Your assignment:
List every line in this data where the string "expected" occurs.

Extracted information:
/// Receives a patch dump one message at a time.
#[derive(Debug)]
pub struct DumpReader {
    config: SessionConfig,
    state: State,
    chunks: Vec<Vec<u8>>,
    retries: u32,
}

impl DumpReader {
    pub fn new(config: SessionConfig) -> Self {
        DumpReader {
            config,
            state: State::Idle,
            chunks: Vec::with_capacity(CHUNK_COUNT),
            retries: 0,
        }
    }

    /// Opens a session and returns the messages that request the dump.
    pub fn request(&mut self, bank: u8, number: u8) -> Vec<Outgoing> {
        info!("requesting patch {bank}:{number}");
        self.start();
        read_plan(&self.config, bank, number)
    }

    /// Opens a session for a dump requested some other way.
    pub fn start(&mut self) {
        self.state = State::Awaiting(0);
        self.chunks.clear();
        self.retries = 0;
    }

    pub fn is_active(&self) -> bool {
        matches!(self.state, State::Awaiting(_))
    }

    /// Ends the session on a failure other than a bad message, such as a
    /// timeout. Returns the footer if one is due.
    pub fn abort(&mut self) -> Vec<Outgoing> {
        let was_active = self.is_active();
        self.state = State::Idle;
        self.chunks.clear();
        if was_active {
            self.closing()
        } else {
            vec![]
        }
    }

    fn closing(&self) -> Vec<Outgoing> {
        if self.config.batch {
            vec![]
        } else {
            self.config.footer()
        }
    }

    fn fail(&mut self, e: HydraError) -> Step {
        warn!("patch dump failed: {e}");
        self.state = State::Idle;
        self.chunks.clear();
        Step {
            outcome: Outcome::Failed(e),
            replies: self.closing(),
        }
    }

    /// Handles one inbound message. Anything not shaped like a chunk is
    /// ignored, since other traffic may arrive mid-dump.
    pub fn feed<S: ParamStore + ?Sized>(&mut self, msg: &[u8], store: &mut S) -> Step {
        if msg.len() != FULL_CHUNK_LEN && msg.len() != FINAL_CHUNK_LEN {
            return Step::new(Outcome::Ignored);
        }
        let expected = match self.state {
            State::Idle => return Step::new(Outcome::Ignored),
            State::Done => return self.fail(FrameError::ChunkAfterFinal.into()),
            State::Awaiting(n) => n,
        };
        let (index, data) = match SysexCommand::from_midi(msg) {
            Ok(SysexCommand::Chunk { index, data }) => (index, data),
            Ok(other) => {
                debug!("ignoring {other:?} during dump");
                return Step::new(Outcome::Ignored);
            }
            // Same length as a chunk by coincidence.
            Err(FrameError::NotSysex) | Err(FrameError::WrongHeader) => {
                return Step::new(Outcome::Ignored)
            }
            Err(e) => return self.fail(e.into()),
        };
        if index != expected {
            self.retries += 1;
            if self.retries > self.config.max_retries {
                return self.fail(HydraError::Sequence {
                    expected,
                    got: index,
                });
            }
            warn!(
                "expected chunk {expected}, got {index} (retry {}/{})",
                self.retries, self.config.max_retries
            );
            return Step::new(Outcome::Incomplete);
        }
        let last = usize::from(index) + 1 == CHUNK_COUNT;
        if data.len() < CHUNK_SIZE && !last {
            return self.fail(FrameError::ShortChunkTooEarly { index }.into());
        }
        debug!("chunk {index} ({} bytes)", data.len());
        self.chunks.push(data);
        let mut replies = vec![Outgoing::Sysex(
            SysexCommand::ChunkAck { position: index }.to_midi(),
        )];
        if !last {
            self.state = State::Awaiting(index + 1);
            return Step {
                outcome: Outcome::Incomplete,
                replies,
            };
        }

        let result = chunk::join(&self.chunks)
            .map_err(HydraError::from)
            .and_then(|image| decode_image(&image, store).map_err(HydraError::from));
        self.chunks.clear();
        match result {
            Ok(version) => {
                self.state = State::Done;
                replies.extend(self.closing());
                info!("received {version:?} patch");
                Step {
                    outcome: Outcome::Succeeded(version),
                    replies,
                }
            }
            Err(e) => {
                let mut step = self.fail(e);
                replies.append(&mut step.replies);
                step.replies = replies;
                step
            }
        }
    }
}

Reply to the exercise:
        let expected = match self.state {
        if index != expected {
                    expected,
                "expected chunk {expected}, got {index} (retry {}/{})",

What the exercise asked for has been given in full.